You're also not sure what to do, when to do it, and what your options are.

Those questions are natural. Being sued for student loan debt is scary.

In this post, I promise to answer the questions above. But before I do that, let’s go over…

The 3 steps to take when you’re sued for student loan debt.

Step 1: Get background information

When you find out you’re being sued for student loans the natural thing to do is freak out.

You haven’t paid on the loan in a long time.

You don’t know how much you owe.

You haven’t heard of the company that’s suing you.

You don’t even know where the court is at.

Plus it’s kind of embarrassing, right?

The sheriff left a paper with a family member or friend. Or maybe they even served your co-signer with the lawsuit.
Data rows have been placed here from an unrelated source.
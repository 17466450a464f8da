// SPDX-FileCopyrightText: 2026 VetDesk Contributors
// SPDX-License-Identifier: MIT OR Apache-2.0

//! Canonical real-time events.
//!
//! The backend names the same field several ways depending on which service
//! emitted the event (`entityId`, `testId` or `id`; `patientId` or `petId`;
//! numbers or strings). [`RealtimeEvent::normalize`] resolves all of that
//! once, at the boundary, so handlers only ever see one shape.

use serde_json::{Map, Value};
use vetdesk_core::{AppointmentId, AppointmentStatus, ChatMessage, EntityId};

pub const TEST_RESULT_READY: &str = "testResultReady";
pub const TEST_RESULT: &str = "test_result";
pub const TEST_RESULT_CAMEL: &str = "testResult";
pub const NOTIFICATION: &str = "notification";
pub const CHAT_MESSAGE: &str = "chatMessage";
pub const APPOINTMENT_UPDATED: &str = "appointmentUpdated";

/// Every socket event name the runtime listens for.
pub const KNOWN_EVENTS: &[&str] = &[
    TEST_RESULT_READY,
    TEST_RESULT,
    TEST_RESULT_CAMEL,
    NOTIFICATION,
    CHAT_MESSAGE,
    APPOINTMENT_UPDATED,
];

/// Why a payload could not be normalized. Such payloads are logged and dropped.
#[derive(Debug, Clone, PartialEq, Eq, thiserror::Error)]
pub enum NormalizeError {
    #[error("unrecognized event `{0}`")]
    UnknownEvent(String),

    #[error("`{event}` payload is not a JSON object")]
    NotAnObject { event: String },

    #[error("`{event}` payload has no `{field}`")]
    MissingField { event: String, field: &'static str },

    #[error("malformed `{event}` payload: {detail}")]
    Malformed { event: String, detail: String },
}

/// A lab test result became available.
#[derive(Debug, Clone, PartialEq)]
pub struct TestResultReady {
    pub test_id: EntityId,
    pub pet_id: Option<EntityId>,
    /// Test name or notification title, e.g. "Blood panel".
    pub title: Option<String>,
    pub message: Option<String>,
    /// Server id of the notification that carried the event, if any.
    pub notification_id: Option<String>,
}

/// A notification that is not about a specific known entity kind.
#[derive(Debug, Clone, PartialEq)]
pub struct GenericNotice {
    pub id: Option<String>,
    pub kind: String,
    pub title: String,
    pub message: String,
    pub entity_id: Option<EntityId>,
    pub appointment_id: Option<AppointmentId>,
}

/// An appointment changed on the server.
#[derive(Debug, Clone, PartialEq)]
pub struct AppointmentUpdated {
    pub id: AppointmentId,
    pub status: Option<AppointmentStatus>,
}

/// A normalized socket event.
#[derive(Debug, Clone, PartialEq)]
pub enum RealtimeEvent {
    TestResultReady(TestResultReady),
    Notification(GenericNotice),
    ChatMessage(ChatMessage),
    AppointmentUpdated(AppointmentUpdated),
}

impl RealtimeEvent {
    /// Maps a raw `(event, payload)` pair onto its canonical form.
    pub fn normalize(event: &str, payload: &Value) -> Result<Self, NormalizeError> {
        match event {
            TEST_RESULT_READY | TEST_RESULT | TEST_RESULT_CAMEL => {
                test_result(event, object(event, payload)?).map(RealtimeEvent::TestResultReady)
            }
            NOTIFICATION => {
                let fields = object(event, payload)?;
                match text(fields, &["type", "kind"]).as_deref() {
                    Some(TEST_RESULT | TEST_RESULT_CAMEL) => {
                        test_result(event, fields).map(RealtimeEvent::TestResultReady)
                    }
                    kind => generic_notice(event, fields, kind).map(RealtimeEvent::Notification),
                }
            }
            CHAT_MESSAGE => serde_json::from_value::<ChatMessage>(payload.clone())
                .map(RealtimeEvent::ChatMessage)
                .map_err(|e| NormalizeError::Malformed {
                    event: event.to_string(),
                    detail: e.to_string(),
                }),
            APPOINTMENT_UPDATED => {
                appointment_updated(event, object(event, payload)?).map(RealtimeEvent::AppointmentUpdated)
            }
            other => Err(NormalizeError::UnknownEvent(other.to_string())),
        }
    }

    /// Short label for logs.
    pub fn kind(&self) -> &'static str {
        match self {
            RealtimeEvent::TestResultReady(_) => "test_result",
            RealtimeEvent::Notification(_) => "notification",
            RealtimeEvent::ChatMessage(_) => "chat_message",
            RealtimeEvent::AppointmentUpdated(_) => "appointment_updated",
        }
    }
}

fn object<'a>(event: &str, payload: &'a Value) -> Result<&'a Map<String, Value>, NormalizeError> {
    payload.as_object().ok_or_else(|| NormalizeError::NotAnObject {
        event: event.to_string(),
    })
}

/// First of `names` holding a usable identifier.
fn id(fields: &Map<String, Value>, names: &[&str]) -> Option<EntityId> {
    names
        .iter()
        .filter_map(|name| fields.get(*name))
        .find_map(EntityId::from_value)
}

/// First of `names` holding a non-empty string. Numbers are accepted and stringified.
fn text(fields: &Map<String, Value>, names: &[&str]) -> Option<String> {
    names.iter().filter_map(|name| fields.get(*name)).find_map(|value| match value {
        Value::String(s) if !s.trim().is_empty() => Some(s.trim().to_string()),
        Value::Number(n) => Some(n.to_string()),
        _ => None,
    })
}

fn test_result(event: &str, fields: &Map<String, Value>) -> Result<TestResultReady, NormalizeError> {
    let test_id = id(fields, &["entityId", "testId", "id"]).ok_or_else(|| NormalizeError::MissingField {
        event: event.to_string(),
        field: "entityId",
    })?;

    // When the event arrives wrapped in a notification, `id` is the
    // notification's own id unless it is the only id present.
    let notification_id = if event == NOTIFICATION
        && (fields.contains_key("entityId") || fields.contains_key("testId"))
    {
        text(fields, &["id"])
    } else {
        None
    };

    Ok(TestResultReady {
        test_id,
        pet_id: id(fields, &["patientId", "petId"]),
        title: text(fields, &["title", "testType"]),
        message: text(fields, &["message", "body"]),
        notification_id,
    })
}

fn generic_notice(
    event: &str,
    fields: &Map<String, Value>,
    kind: Option<&str>,
) -> Result<GenericNotice, NormalizeError> {
    let title = text(fields, &["title"]);
    let message = text(fields, &["message", "body"]);
    if title.is_none() && message.is_none() {
        return Err(NormalizeError::MissingField {
            event: event.to_string(),
            field: "message",
        });
    }

    Ok(GenericNotice {
        id: text(fields, &["id"]),
        kind: kind.unwrap_or("general").to_string(),
        title: title.unwrap_or_else(|| "Notification".to_string()),
        message: message.unwrap_or_default(),
        entity_id: id(fields, &["entityId"]),
        appointment_id: id(fields, &["appointmentId"])
            .and_then(|id| id.as_i64())
            .map(AppointmentId),
    })
}

fn appointment_updated(
    event: &str,
    fields: &Map<String, Value>,
) -> Result<AppointmentUpdated, NormalizeError> {
    let id = id(fields, &["appointmentId", "id"]).ok_or_else(|| NormalizeError::MissingField {
        event: event.to_string(),
        field: "id",
    })?;
    let id = id.as_i64().ok_or_else(|| NormalizeError::Malformed {
        event: event.to_string(),
        detail: format!("appointment id `{id}` is not numeric"),
    })?;

    let status = match fields.get("status") {
        None | Some(Value::Null) => None,
        Some(Value::String(s)) => Some(AppointmentStatus::parse_loose(s).ok_or_else(|| {
            NormalizeError::Malformed {
                event: event.to_string(),
                detail: format!("unknown status `{s}`"),
            }
        })?),
        Some(other) => {
            return Err(NormalizeError::Malformed {
                event: event.to_string(),
                detail: format!("status must be a string, got {other}"),
            });
        }
    };

    Ok(AppointmentUpdated {
        id: AppointmentId(id),
        status,
    })
}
Now everyone thinks you’re a deadbeat.

It’s a lot to deal with it.

I get it.

But you have to stop freaking out so you can find out:

  • What court you’re being sued in;
  • Who is suing you;
  • How much they’re suing you for; and
  • When you have to respond by.

All of this information should be with the summons you received.

national collegiate student loan trust summons

In my opinion, the one thing you really need to know is this:

When do you have to answer by?

The last thing you want to do is miss that date.

If you do, you could end up having a default judgment entered against.

And that would mean you would’ve lost without having offered a student loan lawsuit defense.

And it would also mean you could be facing a private student loan wage garnishment. (More on that later.)


So now that you have that information, you’re ready to move on to…

Step 2: Speak with a student loan lawyer

Here’s the thing:

Even if you think you represent yourself, you should speak with a student loan lawyer.

Think about it.

Defending private student loan lawsuits isn’t your day-to-day job.

So it makes sense to speak with someone whose job that is.

I’ve previously written about how to find a qualified student loan lawyer so you can check out that article for a thorough guide.

But if you’re short on time, here’s the quickest way to find someone.

Go to Google and type in: “student loan lawyer” + “your location”.

From there, you’ll get back a few results. Go through the list and start reaching out to them to schedule an appointment.

In preparation for your appointment, take time to write down all your questions in advance.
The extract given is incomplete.